Problem details:
Every entry in the following data should be output exactly.

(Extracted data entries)
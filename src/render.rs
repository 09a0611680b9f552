//! Turns raw interviewer text into display blocks.
//!
//! A small subset of markdown is understood: `- `/`* ` list items, blank-line
//! paragraph breaks and `**` emphasis. Anything else is shown as plain paragraph text.

use serde::Serialize;

const EMPHASIS_MARKER: &str = "**";
const LIST_MARKERS: [&str; 2] = ["- ", "* "];

/// A run of text inside a paragraph or list item.
#[derive(Debug, Clone, PartialEq, Eq, Serialize)]
pub struct Span {
    pub text: String,
    pub emphasized: bool,
}

impl Span {
    pub fn plain(text: impl Into<String>) -> Self {
        Self {
            text: text.into(),
            emphasized: false,
        }
    }

    pub fn emphasized(text: impl Into<String>) -> Self {
        Self {
            text: text.into(),
            emphasized: true,
        }
    }
}

/// One renderable unit derived from a message body.
#[derive(Debug, Clone, PartialEq, Eq, Serialize)]
#[serde(tag = "kind", rename_all = "snake_case")]
pub enum DisplayBlock {
    Paragraph { spans: Vec<Span> },
    ListBlock { items: Vec<Vec<Span>> },
}

/// Render `content` into blocks. Never fails; unknown syntax stays as text.
pub fn render(content: &str) -> Vec<DisplayBlock> {
    let mut blocks = Vec::new();
    let mut items: Vec<Vec<Span>> = Vec::new();

    for line in content.lines() {
        let trimmed = line.trim();
        if let Some(item) = strip_list_marker(trimmed) {
            items.push(split_emphasis(item));
            continue;
        }
        // Any non-item line, blank ones included, closes the open list.
        flush_list(&mut items, &mut blocks);
        if trimmed.is_empty() {
            continue;
        }
        blocks.push(DisplayBlock::Paragraph {
            spans: split_emphasis(trimmed),
        });
    }
    flush_list(&mut items, &mut blocks);

    blocks
}

fn strip_list_marker(trimmed: &str) -> Option<&str> {
    LIST_MARKERS
        .iter()
        .find_map(|marker| trimmed.strip_prefix(marker))
}

fn flush_list(items: &mut Vec<Vec<Span>>, blocks: &mut Vec<DisplayBlock>) {
    if items.is_empty() {
        return;
    }
    blocks.push(DisplayBlock::ListBlock {
        items: std::mem::take(items),
    });
}

/// Odd segments between `**` markers are emphasized. A dangling marker is kept
/// verbatim as plain text.
fn split_emphasis(line: &str) -> Vec<Span> {
    let segments: Vec<&str> = line.split(EMPHASIS_MARKER).collect();
    let dangling = segments.len() % 2 == 0;
    let last = segments.len() - 1;
    let mut spans: Vec<Span> = Vec::with_capacity(segments.len());

    for (idx, segment) in segments.iter().enumerate() {
        if dangling && idx == last {
            let literal = format!("{EMPHASIS_MARKER}{segment}");
            match spans.last_mut() {
                Some(prev) if !prev.emphasized => prev.text.push_str(&literal),
                _ => spans.push(Span::plain(literal)),
            }
            continue;
        }
        if segment.is_empty() {
            continue;
        }
        spans.push(Span {
            text: (*segment).to_string(),
            emphasized: idx % 2 == 1,
        });
    }

    spans
}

Completed exercise:
filename src/render.rs
repository 09a0611680b9f552
//! Turns raw interviewer text into display blocks.
//!
//! A small subset of markdown is understood: `- `/`* ` list items, blank-line
//! paragraph breaks and `**` emphasis. Anything else is shown as plain paragraph text.

use serde::Serialize;

const EMPHASIS_MARKER: &str = "**";
const LIST_MARKERS: [&str; 2] = ["- ", "* "];

/// A run of text inside a paragraph or list item.
#[derive(Debug, Clone, PartialEq, Eq, Serialize)]
pub struct Span {
    pub text: String,
    pub emphasized: bool,
}

impl Span {
    pub fn plain(text: impl Into<String>) -> Self {
        Self {
            text: text.into(),
            emphasized: false,
        }
    }

    pub fn emphasized(text: impl Into<String>) -> Self {
        Self {
            text: text.into(),
            emphasized: true,
        }
    }
}

/// One renderable unit derived from a message body.
#[derive(Debug, Clone, PartialEq, Eq, Serialize)]
#[serde(tag = "kind", rename_all = "snake_case")]
pub enum DisplayBlock {
    Paragraph { spans: Vec<Span> },
    ListBlock { items: Vec<Vec<Span>> },
}

/// Render `content` into blocks. Never fails; unknown syntax stays as text.
pub fn render(content: &str) -> Vec<DisplayBlock> {
    let mut blocks = Vec::new();
    let mut items: Vec<Vec<Span>> = Vec::new();

    for line in content.lines() {
        let trimmed = line.trim();
        if let Some(item) = strip_list_marker(trimmed) {
            items.push(split_emphasis(item));
            continue;
        }
        // Any non-item line, blank ones included, closes the open list.
        flush_list(&mut items, &mut blocks);
        if trimmed.is_empty() {
            continue;
        }
        blocks.push(DisplayBlock::Paragraph {
            spans: split_emphasis(trimmed),
        });
    }
    flush_list(&mut items, &mut blocks);

    blocks
}

fn strip_list_marker(trimmed: &str) -> Option<&str> {
    LIST_MARKERS
        .iter()
        .find_map(|marker| trimmed.strip_prefix(marker))
}

fn flush_list(items: &mut Vec<Vec<Span>>, blocks: &mut Vec<DisplayBlock>) {
    if items.is_empty() {
        return;
    }
    blocks.push(DisplayBlock::ListBlock {
        items: std::mem::take(items),
    });
}

/// Odd segments between `**` markers are emphasized. A dangling marker is kept
/// verbatim as plain text.
fn split_emphasis(line: &str) -> Vec<Span> {
    let segments: Vec<&str> = line.split(EMPHASIS_MARKER).collect();
    let dangling = segments.len() % 2 == 0;
    let last = segments.len() - 1;
    let mut spans: Vec<Span> = Vec::with_capacity(segments.len());

    for (idx, segment) in segments.iter().enumerate() {
        if dangling && idx == last {
            let literal = format!("{EMPHASIS_MARKER}{segment}");
            match spans.last_mut() {
                Some(prev) if !prev.emphasized => prev.text.push_str(&literal),
                _ => spans.push(Span::plain(literal)),
            }
            continue;
        }
        if segment.is_empty() {
            continue;
        }
        spans.push(Span {
            text: (*segment).to_string(),
            emphasized: idx % 2 == 1,
        });
    }

    spans
}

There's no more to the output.